Exercise directions: Nothing past the line containing "fn abgr_surface(w: u32, h: u32)" belongs in the output. Copy exactly every line of the data below from the first up to and including it.

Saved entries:
*** Block opens ***
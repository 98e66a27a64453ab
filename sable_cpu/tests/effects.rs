// Copyright 2026 the Sable Authors
// SPDX-License-Identifier: Apache-2.0 OR MIT

//! End-to-end tests of the full-target effect passes.

use sable_cpu::effects::{
    effect_drop_shadow, effect_fill, effect_gaussian_blur, effect_tint, effect_tritone,
};
use sable_cpu::filter::{BlurDirection, DropShadow, FillEffect, GaussianBlur, Tint, Tritone};
use sable_cpu::{ColorSpace, RenderColor, RenderRegion, Surface};

fn abgr_surface(w: u32, h: u32) -> Surface {
    Surface::new(w, h, ColorSpace::Abgr8888).unwrap()
}

fn channels(px: u32) -> [u8; 4] {
    [
        (px >> 24) as u8,
        ((px >> 16) & 0xff) as u8,
        ((px >> 8) & 0xff) as u8,
        (px & 0xff) as u8,
    ]
}

fn assert_px_near(actual: u32, expected: u32, tolerance: u8) {
    let a = channels(actual);
    let e = channels(expected);
    for i in 0..4 {
        assert!(
            a[i].abs_diff(e[i]) <= tolerance,
            "channel {i}: {actual:#010x} vs {expected:#010x}"
        );
    }
}

#[test]
fn blur_of_a_uniform_field_is_identity() {
    let mut target = abgr_surface(8, 8);
    target.data32_mut().unwrap().fill(0xff80_8080);

    let blur = GaussianBlur::new(1.5, BlurDirection::Both);
    assert!(effect_gaussian_blur(
        &mut target,
        RenderRegion::new(0, 0, 8, 8),
        &blur,
    ));

    for &px in target.data32().unwrap() {
        assert_px_near(px, 0xff80_8080, 1);
    }
}

#[test]
fn blur_with_zero_sigma_is_exact_identity() {
    let mut target = abgr_surface(4, 4);
    target.data32_mut().unwrap()[5] = 0xffff_ffff;
    let before = target.data32().unwrap().to_vec();

    let blur = GaussianBlur::new(0.0, BlurDirection::Both);
    assert!(effect_gaussian_blur(
        &mut target,
        RenderRegion::new(0, 0, 4, 4),
        &blur,
    ));
    assert_eq!(target.data32().unwrap(), &before[..]);
}

#[test]
fn horizontal_blur_does_not_bleed_vertically() {
    let mut target = abgr_surface(9, 9);
    // A single bright row in the middle.
    for x in 0..9 {
        target.data32_mut().unwrap()[4 * 9 + x] = 0xffff_ffff;
    }

    let blur = GaussianBlur::new(1.0, BlurDirection::Horizontal);
    assert!(effect_gaussian_blur(
        &mut target,
        RenderRegion::new(0, 0, 9, 9),
        &blur,
    ));

    let data = target.data32().unwrap();
    for x in 0..9 {
        assert_eq!(data[3 * 9 + x], 0, "row above untouched at {x}");
        assert_eq!(data[5 * 9 + x], 0, "row below untouched at {x}");
        assert_px_near(data[4 * 9 + x], 0xffff_ffff, 2);
    }
}

#[test]
fn vertical_blur_spreads_a_row() {
    let mut target = abgr_surface(5, 9);
    for x in 0..5 {
        target.data32_mut().unwrap()[4 * 5 + x] = 0xffff_ffff;
    }

    let blur = GaussianBlur::new(1.0, BlurDirection::Vertical);
    assert!(effect_gaussian_blur(
        &mut target,
        RenderRegion::new(0, 0, 5, 9),
        &blur,
    ));

    let data = target.data32().unwrap();
    assert!(data[3 * 5] > 0, "energy moved to the neighbor row");
    assert!(data[5 * 5] > 0);
    let center = channels(data[4 * 5])[0];
    let neighbor = channels(data[3 * 5])[0];
    assert!(center > neighbor, "center keeps the most energy");
}

#[test]
fn blur_rejects_grayscale_targets() {
    let mut target = Surface::new(4, 4, ColorSpace::Grayscale8).unwrap();
    let blur = GaussianBlur::new(1.0, BlurDirection::Both);
    assert!(!effect_gaussian_blur(
        &mut target,
        RenderRegion::new(0, 0, 4, 4),
        &blur,
    ));
}

#[test]
fn drop_shadow_with_zero_sigma_is_a_hard_offset() {
    let mut target = abgr_surface(8, 4);
    // An opaque white 2x2 square at (1, 1).
    for y in 1..3_usize {
        for x in 1..3_usize {
            target.data32_mut().unwrap()[y * 8 + x] = 0xffff_ffff;
        }
    }

    let shadow = DropShadow::new(3.0, 0.0, 0.0, RenderColor::new(0, 0, 0, 255));
    assert!(effect_drop_shadow(
        &mut target,
        RenderRegion::new(0, 0, 8, 4),
        &shadow,
    ));

    let data = target.data32().unwrap();
    // The square itself is opaque, the shadow cannot show through it.
    assert_eq!(data[8 + 1], 0xffff_ffff);
    assert_eq!(data[8 + 2], 0xffff_ffff);
    // Three pixels right of the square, the silhouette lands on empty
    // ground as pure shadow color.
    assert_eq!(data[8 + 4], 0xff00_0000);
    assert_eq!(data[8 + 5], 0xff00_0000);
    // Far field stays empty.
    assert_eq!(data[8 + 7], 0);
    assert_eq!(data[0], 0);
}

#[test]
fn drop_shadow_with_blur_softens_the_edge() {
    let mut target = abgr_surface(16, 5);
    // A full-height bar, so the vertical pass is a no-op under edge clamping
    // and the falloff below is purely horizontal.
    for y in 0..5_usize {
        for x in 4..8_usize {
            target.data32_mut().unwrap()[y * 16 + x] = 0xffff_ffff;
        }
    }

    let shadow = DropShadow::new(4.0, 0.0, 1.0, RenderColor::new(0, 0, 0, 255));
    assert!(effect_drop_shadow(
        &mut target,
        RenderRegion::new(0, 0, 16, 5),
        &shadow,
    ));

    let data = target.data32().unwrap();
    let deep = channels(data[2 * 16 + 10])[0];
    let edge = channels(data[2 * 16 + 13])[0];
    assert!(deep > 0xc0, "shadow core is strong, got {deep:#x}");
    assert!(edge < deep, "shadow falls off at the edge");
}

#[test]
fn fill_effect_preserves_coverage() {
    let mut target = abgr_surface(4, 1);
    {
        let data = target.data32_mut().unwrap();
        data[0] = 0xff11_2233; // opaque
        data[1] = 0x8008_1018; // half covered
        data[2] = 0x0000_0000; // empty
        data[3] = 0x4010_2030;
    }

    let fill = FillEffect {
        color: RenderColor::new(255, 0, 0, 255),
    };
    assert!(effect_fill(
        &mut target,
        RenderRegion::new(0, 0, 4, 1),
        &fill,
    ));

    let data = target.data32().unwrap();
    assert_eq!(data[0], 0xff00_00ff, "opaque pixel becomes pure red");
    assert_px_near(data[1], 0x8000_0080, 1);
    assert_eq!(data[2], 0, "empty pixels stay empty");
    assert_eq!(channels(data[3])[0], 0x40, "coverage preserved");
}

#[test]
fn tint_with_zero_intensity_is_identity() {
    let mut target = abgr_surface(4, 1);
    target.data32_mut().unwrap().fill(0xff12_3456);
    let before = target.data32().unwrap().to_vec();

    let tint = Tint {
        black: RenderColor::new(0, 0, 64, 255),
        white: RenderColor::new(255, 200, 0, 255),
        intensity: 0,
    };
    assert!(effect_tint(&mut target, RenderRegion::new(0, 0, 4, 1), &tint));
    assert_eq!(target.data32().unwrap(), &before[..]);
}

#[test]
fn full_tint_maps_gray_through_the_ramp() {
    let mut target = abgr_surface(2, 1);
    {
        let data = target.data32_mut().unwrap();
        data[0] = 0xff80_8080; // mid gray
        data[1] = 0xff00_0000; // black
    }

    let tint = Tint {
        black: RenderColor::new(0, 0, 0, 255),
        white: RenderColor::new(255, 255, 255, 255),
        intensity: 255,
    };
    assert!(effect_tint(&mut target, RenderRegion::new(0, 0, 2, 1), &tint));

    let data = target.data32().unwrap();
    // A black-to-white tint of a gray image is the image itself.
    assert_px_near(data[0], 0xff80_8080, 1);
    assert_px_near(data[1], 0xff00_0000, 1);
}

#[test]
fn tritone_maps_the_extremes() {
    let mut target = abgr_surface(2, 1);
    {
        let data = target.data32_mut().unwrap();
        data[0] = 0xff00_0000; // black -> shadow color
        data[1] = 0xffff_ffff; // white -> highlight color
    }

    let tritone = Tritone {
        shadow: RenderColor::new(0, 0, 128, 255),
        midtone: RenderColor::new(0, 255, 0, 255),
        highlight: RenderColor::new(255, 128, 0, 255),
    };
    assert!(effect_tritone(
        &mut target,
        RenderRegion::new(0, 0, 2, 1),
        &tritone,
    ));

    let data = target.data32().unwrap();
    // ABGR packing: shadow (r=0, g=0, b=128).
    assert_px_near(data[0], 0xff80_0000, 2);
    // Highlight (r=255, g=128, b=0), within interpolation rounding of the
    // luma cap.
    assert_px_near(data[1], 0xff00_80ff, 4);
}

#[test]
fn effects_clip_to_the_target() {
    let mut target = abgr_surface(4, 4);
    target.data32_mut().unwrap().fill(0xff40_4040);
    // A bbox hanging off the surface still works on the overlap.
    let fill = FillEffect {
        color: RenderColor::new(0, 255, 0, 255),
    };
    assert!(effect_fill(
        &mut target,
        RenderRegion::new(2, 2, 100, 100),
        &fill,
    ));

    let data = target.data32().unwrap();
    assert_eq!(data[0], 0xff40_4040);
    assert_eq!(data[3 * 4 + 3], 0xff00_ff00);
}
*** Block closes ***
The completed task:
repository 98e66a27a64453ab
filename sable_cpu/tests/effects.rs
// Copyright 2026 the Sable Authors
// SPDX-License-Identifier: Apache-2.0 OR MIT

//! End-to-end tests of the full-target effect passes.

use sable_cpu::effects::{
    effect_drop_shadow, effect_fill, effect_gaussian_blur, effect_tint, effect_tritone,
};
use sable_cpu::filter::{BlurDirection, DropShadow, FillEffect, GaussianBlur, Tint, Tritone};
use sable_cpu::{ColorSpace, RenderColor, RenderRegion, Surface};

fn abgr_surface(w: u32, h: u32) -> Surface {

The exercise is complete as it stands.